Some simple API functions and command-line tools for interacting with JIRA.

Setup

All the tools and functions here need your specific information from a jira.config file in your home directory, so you have to do this setup before anything can be used:

  • run jira-example-config --install to install an example config file (you can run it without --install to see the contents of what would be installed. (If you already have a jira.config in your home directory, this script will not overwrite it.)

  • Fill out the values in the config file with your appropriate data (see the comments in that file for guidance).

Command-Line Tools

jira-example-config can install an example config file for you, see above.

jira-make-linked-issue makes a new JIRA issue that is linked to an exisiting issue; the new issue’s fields can be set from defaults in your jira.config or those values can be overridden on the command line. See --help on this command for all the command line options, and the comments in jira.config for setting the defaults.

jira-add-comment adds a comment to a JIRA issue. The jira.config file is needed to authenticate to JIRA. No other data from the jira.config file is used by this commmand. See --help on this command for details. You can also use - as your comment and jira-add-comment will read the comment from stdin instead. Note that if you use - interactively, you cannot edit your comment before it is posted.

jira-search-issues searches JIRA using your JQL query. The jira.config file is needed to authenticate to JIRA. You may set a default integer max_results value as MAX_RESULT_COUNT in jira.config, or set a value of -1 for no max by default. See --help on this command for details.

jira-link-issues creates a link between two issues. The jira.config is needed to authenticate to JIRA.

Examples

  • jira-add-comment JIRA-1234 "Work in Progress. PR delayed by network problems." – Add the comment to JIRA-1234 using the user/password from your jira.config Note that the comment has to be just one command line argument surrounded by quotes if it contains spaces, etc.

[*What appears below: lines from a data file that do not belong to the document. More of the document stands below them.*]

//! Input validation utilities
//!
//! Provides validation for peer identities before they reach the registry.

/// Longest address accepted, matching the DNS name limit.
pub const MAX_ADDRESS_LENGTH: usize = 255;

/// Validate that a peer address is non-empty and free of whitespace or control characters
pub fn is_valid_address(address: &str) -> bool {
    !address.is_empty()
        && address.len() <= MAX_ADDRESS_LENGTH
        && !address
            .chars()
            .any(|c| c.is_whitespace() || c.is_control())
}

/// Validate a UDP source port
pub fn is_valid_port(port: u16) -> bool {
    port != 0
}
//! YSF Reflector - Entry Point
//!
//! Links YSF gateways and relays traffic between them.

use log::{error, info};
use std::path::PathBuf;
use std::process::ExitCode;

use ysf_reflector::admin::spawn_console;
use ysf_reflector::error::handlers::handle_error;
use ysf_reflector::utils::logging::setup_logging;
use ysf_reflector::{Reflector, ReflectorConfig};

#[tokio::main]
async fn main() -> ExitCode {
    setup_logging();

    // Optional config file path as the only argument
    let config_path = std::env::args_os().nth(1).map(PathBuf::from);

    let config = match ReflectorConfig::load(config_path.as_deref()) {
        Ok(config) => config,
        Err(e) => {
            error!("Failed to load configuration: {}", e);
            return ExitCode::FAILURE;
        }
    };

    info!("Launching YSF reflector {}...", config.name);

    let reflector = match Reflector::bind(config).await {
        Ok(reflector) => reflector,
        Err(e) => {
            handle_error(&e);
            return ExitCode::FAILURE;
        }
    };

    spawn_console(reflector.registry());

    match reflector.run().await {
        Ok(()) => ExitCode::SUCCESS,
        Err(e) => {
            handle_error(&e);
            ExitCode::FAILURE
        }
    }
}
//! Module `packets`
//!
//! Defines the YSF packets the reflector understands and their fixed sizes.

/// Width of every callsign field on the wire, space padded.
pub const CALLSIGN_LENGTH: usize = 10;

/// Length of the packet tag (`YSFP`, `YSFU`, `YSFD`, `YSFS`).
pub const TAG_LENGTH: usize = 4;

pub const POLL_TAG: &[u8; 4] = b"YSFP";
pub const UNLINK_TAG: &[u8; 4] = b"YSFU";
pub const DATA_TAG: &[u8; 4] = b"YSFD";
pub const STATUS_TAG: &[u8; 4] = b"YSFS";

pub const POLL_LENGTH: usize = TAG_LENGTH + CALLSIGN_LENGTH;
pub const UNLINK_LENGTH: usize = TAG_LENGTH + CALLSIGN_LENGTH;
pub const DATA_LENGTH: usize = 155;
pub const STATUS_REQUEST_LENGTH: usize = TAG_LENGTH;

/// Largest datagram the receiver needs to buffer.
pub const MAX_PACKET_LENGTH: usize = DATA_LENGTH;

/// A parsed inbound packet.
///
/// Data packets borrow the raw datagram so they can be forwarded untouched.
#[derive(Debug, PartialEq)]
pub enum Packet<'a> {
    /// Link request or keepalive from a gateway.
    Poll { callsign: String },
    /// Gateway leaving the reflector.
    Unlink { callsign: String },
    /// Voice or data frame to relay to every other linked gateway.
    Data {
        gateway: String,
        source: String,
        destination: String,
        raw: &'a [u8],
    },
    /// Directory or dashboard asking for the reflector's status.
    StatusRequest,
}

  • jira-make-linked-issue JIRA-1234 – will create a JIRA in your TEST_PROJECT to test JIRA-1234, and link the two, assigning it to you and adding any watchers specified in your default watchers list.

  • jira-make-linked-issue JIRA-1234 --project OTHER – will create a test JIRA as above, but in OTHER

  • jira-make-linked-issue JIRA-1234 --user bobm5523 – will create the JIRA as above, but assign to bobm5523

  • jira-make-linked-issue JIRA-1234 -w sall9987 -w benj4444 – will create the JIRA and assign sall9987 and benj4444 as watchers instead of your default watcher list

  • jira-search-issues "project=ABC AND summary ~ client" – will print a list of links and titles for issues in project ABC that include the word “client” in the summary.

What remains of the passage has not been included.